Entries supplied below:

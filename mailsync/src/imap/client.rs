//! # IMAP client
//!
//! Module dedicated to the real IMAP connector, built on top of the
//! blocking `imap` crate. Every command runs on the blocking thread
//! pool of tokio.
//!
//! The idle mode is emulated with short IDLE windows: each call to
//! [`ImapConnection::poll_notices`] idles for at most
//! [`IDLE_WINDOW`], then leaves the idle mode so that the connection
//! stays available to user-driven operations.

use std::{
    io::{self, Read, Write},
    net::TcpStream,
    time::{Duration, Instant},
};

use async_trait::async_trait;
use imap::{extensions::idle::SetReadTimeout, types::UnsolicitedResponse};
use mail_parser::{Address, MessageParser};
use native_tls::{TlsConnector, TlsStream};
use tokio::task;
use tracing::{debug, trace};

use super::{
    Credentials, Error, ImapClient, ImapConfig, ImapConnection, ImapConnector, MailboxStatus,
    Notice, RemoteMessage, Result,
};
use crate::entity::EmailAddress;

/// Maximum time spent in one IDLE command.
pub const IDLE_WINDOW: Duration = Duration::from_millis(500);

const FETCH_QUERY: &str = "(UID FLAGS INTERNALDATE RFC822.SIZE BODY.PEEK[])";

pub enum ImapStream {
    Tls(TlsStream<TcpStream>),
    Tcp(TcpStream),
}

impl SetReadTimeout for ImapStream {
    fn set_read_timeout(&mut self, timeout: Option<Duration>) -> imap::Result<()> {
        match self {
            Self::Tls(stream) => Ok(stream.get_ref().set_read_timeout(timeout)?),
            Self::Tcp(stream) => Ok(stream.set_read_timeout(timeout)?),
        }
    }
}

impl Read for ImapStream {
    fn read(&mut self, buf: &mut [u8]) -> io::Result<usize> {
        match self {
            Self::Tls(stream) => stream.read(buf),
            Self::Tcp(stream) => stream.read(buf),
        }
    }
}

impl Write for ImapStream {
    fn write(&mut self, buf: &[u8]) -> io::Result<usize> {
        match self {
            Self::Tls(stream) => stream.write(buf),
            Self::Tcp(stream) => stream.write(buf),
        }
    }

    fn flush(&mut self) -> io::Result<()> {
        match self {
            Self::Tls(stream) => stream.flush(),
            Self::Tcp(stream) => stream.flush(),
        }
    }
}

type Session = imap::Session<ImapStream>;

/// Map an `imap` crate error to a module error.
///
/// Lost connections and I/O failures are reported as closed
/// connections, so that the session reconnects.
fn command_error(cmd: &str, err: imap::Error) -> Error {
    match err {
        imap::Error::ConnectionLost | imap::Error::Io(_) => Error::ConnectionClosedError,
        err => Error::ExecuteCommandError(cmd.to_owned(), err.to_string()),
    }
}

fn is_timeout(err: &imap::Error) -> bool {
    match err {
        imap::Error::Io(err) => matches!(
            err.kind(),
            io::ErrorKind::WouldBlock | io::ErrorKind::TimedOut
        ),
        _ => false,
    }
}

/// The real IMAP connector.
#[derive(Clone, Debug)]
pub struct NativeImapConnector {
    config: ImapConfig,
}

impl NativeImapConnector {
    pub fn new(config: ImapConfig) -> Self {
        Self { config }
    }

    fn open_stream(config: &ImapConfig) -> Result<ImapStream> {
        let host = config.host.as_str();
        let port = config.port;
        let connect_error = |err: io::Error| Error::ConnectError(err, host.to_owned(), port);

        let tcp = TcpStream::connect((host, port)).map_err(connect_error)?;

        if config.is_encryption_disabled() {
            return Ok(ImapStream::Tcp(tcp));
        }

        let connector = TlsConnector::new()
            .map_err(|err| connect_error(io::Error::new(io::ErrorKind::Other, err.to_string())))?;
        let tls = connector
            .connect(host, tcp)
            .map_err(|err| connect_error(io::Error::new(io::ErrorKind::Other, err.to_string())))?;

        Ok(ImapStream::Tls(tls))
    }
}

#[async_trait]
impl ImapConnector for NativeImapConnector {
    async fn connect(&self, credentials: &Credentials) -> Result<ImapClient> {
        let config = self.config.clone();
        let credentials = credentials.clone();

        let session = task::spawn_blocking(move || {
            let stream = Self::open_stream(&config)?;

            let mut client = imap::Client::new(stream);
            client
                .read_greeting()
                .map_err(|err| command_error("GREETING", err))?;

            let session = client
                .login(&credentials.login, &credentials.password)
                .map_err(|(err, _)| Error::LoginError(err.to_string(), credentials.login))?;

            Result::Ok(session)
        })
        .await
        .map_err(Error::JoinCommandError)??;

        debug!(host = %self.config.host, port = self.config.port, "connected to IMAP server");

        Ok(Box::new(NativeImapConnection::new(session)))
    }
}

/// The real IMAP connection.
pub struct NativeImapConnection {
    session: Option<Session>,
    mailbox: Option<String>,
    exists: u32,
    idling: bool,
}

impl NativeImapConnection {
    fn new(session: Session) -> Self {
        Self {
            session: Some(session),
            mailbox: None,
            exists: 0,
            idling: false,
        }
    }

    /// Run the given command on the blocking thread pool.
    ///
    /// The session is moved to the blocking task and back. A session
    /// lost in a panicking task leaves the connection closed.
    async fn run<T, F>(&mut self, cmd: &'static str, f: F) -> Result<T>
    where
        T: Send + 'static,
        F: FnOnce(&mut Session) -> imap::Result<T> + Send + 'static,
    {
        let mut session = self.session.take().ok_or(Error::ConnectionClosedError)?;

        let (session, res) = task::spawn_blocking(move || {
            let res = f(&mut session);
            (session, res)
        })
        .await
        .map_err(Error::JoinCommandError)?;

        match res {
            Ok(output) => {
                self.session = Some(session);
                Ok(output)
            }
            Err(err) => {
                let err = command_error(cmd, err);
                if !err.is_connection_closed() {
                    self.session = Some(session);
                }
                Err(err)
            }
        }
    }
}

#[async_trait]
impl ImapConnection for NativeImapConnection {
    async fn select(&mut self, mailbox: &str) -> Result<MailboxStatus> {
        let encoded = utf7_imap::encode_utf7_imap(mailbox.to_owned());
        let selected = self
            .run("SELECT", move |session| session.select(encoded))
            .await?;

        self.mailbox = Some(mailbox.to_owned());
        self.exists = selected.exists;

        Ok(MailboxStatus {
            exists: selected.exists,
            uid_next: selected.uid_next,
        })
    }

    async fn idle(&mut self) -> Result<()> {
        self.idling = true;
        Ok(())
    }

    async fn done(&mut self) -> Result<()> {
        self.idling = false;
        Ok(())
    }

    async fn poll_notices(&mut self) -> Result<Vec<Notice>> {
        if !self.idling {
            return Ok(Vec::new());
        }

        let mailbox = self.mailbox.clone().map(utf7_imap::encode_utf7_imap);
        let known = self.exists;

        let (notices, exists) = self
            .run("IDLE", move |session| {
                let start = Instant::now();
                let changed = match session.idle()?.wait_with_timeout(IDLE_WINDOW) {
                    Ok(_) => start.elapsed() < IDLE_WINDOW * 9 / 10,
                    Err(err) if is_timeout(&err) => false,
                    Err(err) => return Err(err),
                };

                let mut exists = known;
                let mut notices = Vec::new();

                for response in session.unsolicited_responses.try_iter() {
                    let notice = match response {
                        UnsolicitedResponse::Exists(n) => Notice::Exists(n),
                        UnsolicitedResponse::Expunge(n) => Notice::Expunge(n),
                        UnsolicitedResponse::Recent(n) => Notice::Recent(n),
                        _ => Notice::Other,
                    };
                    if let Notice::Exists(n) = notice {
                        exists = exists.max(n);
                    }
                    notices.push(notice);
                }

                // the notice may have been consumed by the idle
                // command itself
                if let Some(mailbox) = mailbox.filter(|_| changed) {
                    let selected = session.select(mailbox)?;
                    if selected.exists > exists {
                        notices.push(Notice::Exists(selected.exists));
                    }
                    exists = selected.exists;
                }

                Ok((notices, exists))
            })
            .await?;

        trace!(?notices, exists, "IMAP notices polled");
        self.exists = exists;

        Ok(notices)
    }

    async fn fetch_uid(&mut self, seq: u32) -> Result<u32> {
        let uid = self
            .run("FETCH", move |session| {
                let fetches = session.fetch(seq.to_string(), "UID")?;
                Ok(fetches.iter().find_map(|fetch| fetch.uid))
            })
            .await?;

        uid.ok_or(Error::FindUidError(seq))
    }

    async fn fetch_messages(&mut self, uids: &str) -> Result<Vec<RemoteMessage>> {
        let uids = uids.to_owned();

        self.run("UID FETCH", move |session| {
            let fetches = session.uid_fetch(uids, FETCH_QUERY)?;
            Ok(fetches.iter().filter_map(to_remote_message).collect())
        })
        .await
    }

    async fn append(&mut self, mailbox: &str, raw: &[u8], flags: &[&str]) -> Result<u32> {
        let mailbox = utf7_imap::encode_utf7_imap(mailbox.to_owned());
        let raw = raw.to_vec();
        let flags = flags.join(" ");

        let uid = self
            .run("APPEND", move |session| {
                session.append(&mailbox, &raw)?;

                let uid = session.uid_search("ALL")?.into_iter().max();
                if let Some(uid) = uid.filter(|_| !flags.is_empty()) {
                    session.uid_store(uid.to_string(), format!("+FLAGS.SILENT ({flags})"))?;
                }

                Ok(uid)
            })
            .await?;

        uid.ok_or(Error::FindAppendedMessageUidError)
    }

    async fn store_flags(&mut self, uids: &str, flags: &[&str], add: bool) -> Result<()> {
        let uids = uids.to_owned();
        let query = format!(
            "{}FLAGS.SILENT ({})",
            if add { "+" } else { "-" },
            flags.join(" ")
        );

        self.run("UID STORE", move |session| {
            session.uid_store(uids, query)?;
            Ok(())
        })
        .await
    }

    async fn uid_expunge(&mut self, uids: &str) -> Result<()> {
        let uids = uids.to_owned();

        self.run("UID EXPUNGE", move |session| {
            session.uid_expunge(uids)?;
            Ok(())
        })
        .await
    }

    async fn noop(&mut self) -> Result<()> {
        self.run("NOOP", |session| session.noop()).await
    }

    async fn logout(&mut self) -> Result<()> {
        let res = self.run("LOGOUT", |session| session.logout()).await;
        self.session = None;
        res
    }
}

fn to_email_addresses(address: Option<&Address>) -> Vec<EmailAddress> {
    let addrs = match address {
        Some(Address::List(addrs)) => addrs.iter().collect::<Vec<_>>(),
        Some(Address::Group(groups)) => groups
            .iter()
            .flat_map(|group| group.addresses.iter())
            .collect(),
        None => Vec::new(),
    };

    addrs
        .into_iter()
        .filter_map(|addr| {
            let email = addr.address.as_ref()?;
            Some(EmailAddress::new(addr.name.as_ref(), email))
        })
        .collect()
}

fn to_remote_message(fetch: &imap::types::Fetch) -> Option<RemoteMessage> {
    let uid = fetch.uid?;
    let raw = fetch.body().unwrap_or_default().to_vec();

    let mut message = RemoteMessage {
        uid,
        flags: fetch.flags().iter().map(ToString::to_string).collect(),
        size: fetch.size.map(u64::from).unwrap_or(raw.len() as u64),
        time: fetch
            .internal_date()
            .map(|date| date.timestamp())
            .unwrap_or_default(),
        ..Default::default()
    };

    if let Some(parsed) = MessageParser::default().parse(&raw[..]) {
        message.subject = parsed.subject().unwrap_or_default().to_owned();
        message.sender = to_email_addresses(parsed.from())
            .into_iter()
            .next()
            .unwrap_or_default();
        message.to_list = to_email_addresses(parsed.to());
        message.cc_list = to_email_addresses(parsed.cc());
        message.bcc_list = to_email_addresses(parsed.bcc());
    }

    message.raw = raw;
    Some(message)
}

End of Entries supplied.

> [Task prompt] Write out only the lines that run from the line containing "Err(err) if is_timeout(&err)" through the line containing "exists = exists.max(n);", both included, exactly as they appear above.

> [Response box]
                    Err(err) if is_timeout(&err) => false,
                    Err(err) => return Err(err),
                };

                let mut exists = known;
                let mut notices = Vec::new();

                for response in session.unsolicited_responses.try_iter() {
                    let notice = match response {
                        UnsolicitedResponse::Exists(n) => Notice::Exists(n),
                        UnsolicitedResponse::Expunge(n) => Notice::Expunge(n),
                        UnsolicitedResponse::Recent(n) => Notice::Recent(n),
                        _ => Notice::Other,
                    };
                    if let Notice::Exists(n) = notice {
                        exists = exists.max(n);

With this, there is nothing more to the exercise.